What is the key to the mystery that Cate must find, is it Travis’ heart or something else?
Cate Rothgard doesn't like what she sees when she looks in the glass…literally. While other people view only reflected images, Cate sees far more of the past than she can sometimes bear. Her ability as a glass-seer is both a talent and a curse. When she comes to New Zealand, it is to find her reputation has preceded her, and a mystery awaits which only she can solve.
As Cate is challenged by visions of dead men, cunning murderers, and overly possessive ghosts, Travis Carrithers risks life and limb to save her. There is a killer on the loose who will allow nothing to sway him—not impassioned pleas, not family ties, not death. As the threat to Cate grows ever more desperate, Travis knows there is more at stake than survival, as he ventures body and soul to get past her fears, in his quest to kindle love and passion in Cate's frightened heart.
The man was lying there, in the glass, his body sprawled with the indignity of all things dead and unburied. Cate’s breath caught in her throat, the unspent fog almost choking her. Oh, God!
It wasn’t here—hadn’t happened here—but it was happening now.
There was an argument lingering, on the air. She couldn’t see the moment of confrontation, or the altercation, but it had been about the mutilated body on the ground. About how to deal with it, to cast off blame with as much ease as they’d cast away his life.
Only, they didn’t realize he could hear them still. Hear them and hate them.
Because it had always been about his looks. His looks, and justifying what he was. The grave they were giving him, the twisted notoriety they were planning, would leave him neither looks nor justice.
Cate’s eyes focused on his face. What they’d done, what they were doing to the rest of him didn’t bear watching.
But, apparently, she did. Bear watching, that is.
The corpse’s eyes opened, to stare straight at her.
Cate flinched, twitched, recoiled, but she couldn’t let go. Some part of her was screaming, but she was no longer sure whether it was her...or him.
She clung to the pane, trapped. When, a forever it seemed, later, she freed her fingers enough to fling it, she remained there rigid, staring, as the moon’s glowing image shattered in a hundred spiky shards.
Some part of her was still recoiling, as if in reflex to a striking snake.
God help me!
In those instants of metaphysical contact, she felt as though one shriveled digit had touched her. Spanned the gap between life and death—I’m not a medium!
She’d never been a medium—never even come close. It had been the one blessing, in an otherwise twisted gift, that however conversant she might have become with a dead person’s past, she was never conversant with the dead!

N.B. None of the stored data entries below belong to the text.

//! Error types for the MDO kernel.
//!
//! This module provides a unified error type [`MdoError`] that covers
//! configuration errors detected while the model is built, domain violations
//! raised by components, expression errors, and I/O failures.
//!
//! Numerical non-convergence is not an error on the evaluation
//! path: solvers report it as data (see [`crate::solver::EvaluationReport`]),
//! and only [`crate::solver::EvaluationReport::into_result`] turns it into
//! [`MdoError::NonConvergence`].

use thiserror::Error;

/// Result type alias using [`MdoError`].
pub type Result<T> = std::result::Result<T, MdoError>;

/// Unified error type for all kernel operations.
#[derive(Error, Debug)]
pub enum MdoError {
    // ============ Configuration Errors ============
    /// A variable name was declared twice within one component
    #[error("Duplicate variable name '{name}' in component '{component}'")]
    DuplicateName { component: String, name: String },

    /// A component name was used twice in one graph
    #[error("Duplicate component name '{name}'")]
    DuplicateComponent { name: String },

    /// Component not found in the graph
    #[error("Component '{name}' not found")]
    UnknownComponent { name: String },

    /// Variable path did not resolve to a declared variable
    #[error("Variable '{path}' not found")]
    UnknownVariable { path: String },

    /// Target input already has an incoming connection
    #[error("Input '{target}' is already connected to '{existing}' (attempted source '{source_path}')")]
    MultipleSource {
        target: String,
        existing: String,
        source_path: String,
    },

    /// Source and target units are incompatible and no conversion was given
    #[error("Unit mismatch connecting '{source_path}' [{source_unit}] to '{target}' [{target_unit}]")]
    UnitMismatch {
        source_path: String,
        source_unit: String,
        target: String,
        target_unit: String,
    },

    /// An index map entry exceeds the source length
    #[error("Index {index} out of range for '{path}' (length {len})")]
    IndexOutOfRange {
        path: String,
        index: usize,
        len: usize,
    },

    /// Values have incompatible lengths
    #[error("Shape mismatch for '{path}': expected {expected}, got {actual}")]
    ShapeMismatch {
        path: String,
        expected: usize,
        actual: usize,
    },

    /// Connection endpoints have the wrong direction
    #[error("Invalid connection from '{source_path}' to '{target}': {message}")]
    InvalidConnection {
        source_path: String,
        target: String,
        message: String,
    },

    /// Bounds on a design variable or constraint are inconsistent
    #[error("Malformed bounds for '{path}': {message}")]
    MalformedBounds { path: String, message: String },

    /// An implicit output sits in a group whose solver cannot drive its residual
    #[error("Residual for '{component}.{output}' has no solver able to converge it: {message}")]
    UnsolvedResidual {
        component: String,
        output: String,
        message: String,
    },

    /// A cycle crosses the boundary of a designated coupled group
    #[error("Cycle crosses group boundaries: {message}")]
    CycleAcrossGroups { message: String },

    /// A design variable does not reference an independent quantity
    #[error("Invalid design variable '{path}': {message}")]
    InvalidDesignVar { path: String, message: String },

    /// An objective was bound twice
    #[error("Objective already bound to '{existing}'")]
    DuplicateObjective { existing: String },

    /// The problem has no objective
    #[error("Problem has no objective")]
    MissingObjective,

    /// Invalid solver or differencing parameter
    #[error("Invalid solver configuration: {message}")]
    InvalidSolverConfig { message: String },

    /// Component option out of range or missing
    #[error("Invalid option '{option}' for component '{component}': {message}")]
    InvalidOption {
        component: String,
        option: String,
        message: String,
    },

    /// A component does not implement a method its kind requires
    #[error("Component '{component}' does not implement '{method}'")]
    MissingMethod { component: String, method: String },

    /// Component cannot be described as a serializable spec
    #[error("Component '{name}' has no serializable description")]
    NotSerializable { name: String },

    // ============ Domain Errors ============
    /// A component rejected its inputs as physically invalid
    #[error("Domain violation in '{component}': {message}")]
    Domain { component: String, message: String },

    // ============ Expression Errors ============
    /// Error during lexical analysis of an expression
    #[error("Lexer error at column {column}: {message}")]
    LexerError { column: usize, message: String },

    /// Error while parsing an expression
    #[error("Parse error at column {column}: {message}")]
    ParseError { column: usize, message: String },

    /// Semantic error in an expression (unknown function, bad arity, ...)
    #[error("Expression error in '{expr}': {message}")]
    ExprError { expr: String, message: String },

    // ============ Numerical Errors ============
    /// Matrix is singular and cannot be solved
    #[error("Singular Jacobian - a residual may not depend on any unknown")]
    SingularMatrix,

    /// A coupled group did not converge
    #[error("Group '{group}' {status} after {iterations} iterations (residual: {residual:.2e})")]
    NonConvergence {
        group: String,
        status: String,
        iterations: usize,
        residual: f64,
    },

    // ============ I/O Errors ============
    /// Error reading a model description file
    #[error("Failed to read model file '{path}': {source}")]
    FileReadError {
        path: String,
        #[source]
        source: std::io::Error,
    },

    /// Error writing a report
    #[error("Report output error: {message}")]
    ReportError { message: String },

    /// Error (de)serializing a model description
    #[error("Model description error: {0}")]
    Serialization(#[from] serde_json::Error),
}

impl MdoError {
    /// Create a lexer error
    pub fn lexer(column: usize, message: impl Into<String>) -> Self {
        Self::LexerError {
            column,
            message: message.into(),
        }
    }

    /// Create a parse error
    pub fn parse(column: usize, message: impl Into<String>) -> Self {
        Self::ParseError {
            column,
            message: message.into(),
        }
    }

    /// Create a domain violation error
    pub fn domain(component: impl Into<String>, message: impl Into<String>) -> Self {
        Self::Domain {
            component: component.into(),
            message: message.into(),
        }
    }

    /// Create a malformed bounds error
    pub fn malformed_bounds(path: impl Into<String>, message: impl Into<String>) -> Self {
        Self::MalformedBounds {
            path: path.into(),
            message: message.into(),
        }
    }

    /// Create an invalid option error
    pub fn invalid_option(
        component: impl Into<String>,
        option: impl Into<String>,
        message: impl Into<String>,
    ) -> Self {
        Self::InvalidOption {
            component: component.into(),
            option: option.into(),
            message: message.into(),
        }
    }

    /// Create a missing method error
    pub fn missing_method(component: impl Into<String>, method: impl Into<String>) -> Self {
        Self::MissingMethod {
            component: component.into(),
            method: method.into(),
        }
    }

    /// Create an invalid solver configuration error
    pub fn solver_config(message: impl Into<String>) -> Self {
        Self::InvalidSolverConfig {
            message: message.into(),
        }
    }

    /// Check whether this error was raised while building the model.
    pub fn is_configuration(&self) -> bool {
        matches!(
            self,
            Self::DuplicateName { .. }
                | Self::DuplicateComponent { .. }
                | Self::UnknownComponent { .. }
                | Self::UnknownVariable { .. }
                | Self::MultipleSource { .. }
                | Self::UnitMismatch { .. }
                | Self::IndexOutOfRange { .. }
                | Self::ShapeMismatch { .. }
                | Self::InvalidConnection { .. }
                | Self::MalformedBounds { .. }
                | Self::UnsolvedResidual { .. }
                | Self::CycleAcrossGroups { .. }
                | Self::InvalidDesignVar { .. }
                | Self::DuplicateObjective { .. }
                | Self::MissingObjective
                | Self::InvalidSolverConfig { .. }
                | Self::InvalidOption { .. }
                | Self::MissingMethod { .. }
        )
    }

    /// Check whether this error is a domain violation raised by a component.
    pub fn is_domain(&self) -> bool {
        matches!(self, Self::Domain { .. })
    }
}
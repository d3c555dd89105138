//! Lexer (tokenizer) for assignment expressions.

use crate::error::{MdoError, Result};

/// A token produced by the lexer.
#[derive(Debug, Clone, PartialEq)]
pub struct Token {
    /// The kind of token
    pub kind: TokenKind,
    /// The token's text
    pub text: String,
    /// Column number (1-indexed)
    pub column: usize,
}

/// Token types in the expression language.
#[derive(Debug, Clone, Copy, PartialEq, Eq)]
pub enum TokenKind {
    /// Variable, function or constant name
    Identifier,
    /// Floating point literal, possibly with exponent
    Number,
    Plus,
    Minus,
    Star,
    Slash,
    /// `**`
    Power,
    OpenParen,
    CloseParen,
    OpenBracket,
    CloseBracket,
    Comma,
    Equals,
    /// End of input
    Eof,
}

/// Lexer for tokenizing a single expression line.
pub struct Lexer<'a> {
    chars: std::iter::Peekable<std::str::Chars<'a>>,
    column: usize,
}

impl<'a> Lexer<'a> {
    /// Create a new lexer for the given input.
    pub fn new(input: &'a str) -> Self {
        Self {
            chars: input.chars().peekable(),
            column: 1,
        }
    }

    /// Tokenize the whole input, ending with [`TokenKind::Eof`].
    pub fn tokenize(mut self) -> Result<Vec<Token>> {
        let mut tokens = Vec::new();
        loop {
            let tok = self.next_token()?;
            let done = tok.kind == TokenKind::Eof;
            tokens.push(tok);
            if done {
                return Ok(tokens);
            }
        }
    }

    /// Get the next token.
    pub fn next_token(&mut self) -> Result<Token> {
        self.skip_whitespace();

        let column = self.column;
        let ch = match self.chars.peek().copied() {
            Some(ch) => ch,
            None => {
                return Ok(Token {
                    kind: TokenKind::Eof,
                    text: String::new(),
                    column,
                })
            }
        };

        let single = |kind: TokenKind| Token {
            kind,
            text: ch.to_string(),
            column,
        };

        let token = match ch {
            '+' => {
                self.advance();
                single(TokenKind::Plus)
            }
            '-' => {
                self.advance();
                single(TokenKind::Minus)
            }
            '*' => {
                self.advance();
                if self.chars.peek() == Some(&'*') {
                    self.advance();
                    Token {
                        kind: TokenKind::Power,
                        text: "**".to_string(),
                        column,
                    }
                } else {
                    single(TokenKind::Star)
                }
            }
            '/' => {
                self.advance();
                single(TokenKind::Slash)
            }
            '(' => {
                self.advance();
                single(TokenKind::OpenParen)
            }
            ')' => {
                self.advance();
                single(TokenKind::CloseParen)
            }
            '[' => {
                self.advance();
                single(TokenKind::OpenBracket)
            }
            ']' => {
                self.advance();
                single(TokenKind::CloseBracket)
            }
            ',' => {
                self.advance();
                single(TokenKind::Comma)
            }
            '=' => {
                self.advance();
                single(TokenKind::Equals)
            }
            '0'..='9' | '.' => Token {
                kind: TokenKind::Number,
                text: self.read_number(column)?,
                column,
            },
            _ if ch.is_alphabetic() || ch == '_' => Token {
                kind: TokenKind::Identifier,
                text: self.read_identifier(),
                column,
            },
            _ => {
                return Err(MdoError::lexer(
                    column,
                    format!("unexpected character '{}'", ch),
                ));
            }
        };

        Ok(token)
    }

    fn advance(&mut self) -> Option<char> {
        let ch = self.chars.next()?;
        self.column += 1;
        Some(ch)
    }

    fn skip_whitespace(&mut self) {
        while let Some(&ch) = self.chars.peek() {
            if ch.is_whitespace() {
                self.advance();
            } else {
                break;
            }
        }
    }

    fn read_identifier(&mut self) -> String {
        let mut text = String::new();
        while let Some(&ch) = self.chars.peek() {
            if ch.is_alphanumeric() || ch == '_' {
                text.push(ch);
                self.advance();
            } else {
                break;
            }
        }
        text
    }

    fn read_digits(&mut self, text: &mut String) {
        while let Some(&ch) = self.chars.peek() {
            if ch.is_ascii_digit() {
                text.push(ch);
                self.advance();
            } else {
                break;
            }
        }
    }

    fn read_number(&mut self, column: usize) -> Result<String> {
        let mut text = String::new();

        // Integer part
        self.read_digits(&mut text);

        // Decimal part
        if self.chars.peek() == Some(&'.') {
            text.push('.');
            self.advance();
            self.read_digits(&mut text);
        }

        // Exponent part
        if let Some(&ch) = self.chars.peek() {
            if ch == 'e' || ch == 'E' {
                text.push(ch);
                self.advance();
                if let Some(&sign) = self.chars.peek() {
                    if sign == '-' || sign == '+' {
                        text.push(sign);
                        self.advance();
                    }
                }
                let before = text.len();
                self.read_digits(&mut text);
                if text.len() == before {
                    return Err(MdoError::lexer(column, format!("malformed exponent in '{}'", text)));
                }
            }
        }

        if text == "." {
            return Err(MdoError::lexer(column, "lone '.' is not a number"));
        }
        Ok(text)
    }
}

Until now, it seemed. Cate backed away, panted white puffs coiling and twisting in the otherwise still air.
I’m not alone.
It should have been comforting, that there was a taxi driver waiting just outside, but somehow, it came out differently. That “I’m not alone” was filled with horror. The taxi driver might be outside, but something else moved within. In a dreadful moment, she knew she’d brought this on herself—by coming here she’d been willing, demanding almost, a contact with his person—had wanted so badly to save him, that she’d drawn in a soul barely severed from its body.
Cate backed, tripped, twisted, and ran. She tore across the length of the room as though the Devil were at her heels, and slammed open the end door with a loud squawking thunk. Using two hands, Cate wrenched the door closed again, locking evil within. She stumbled back, the small door pane fixing her into its framed panel.
He wasn’t within. Behind her, his hatred ever so much more pronounced in proximity, was the mutilated visage of the recently deceased.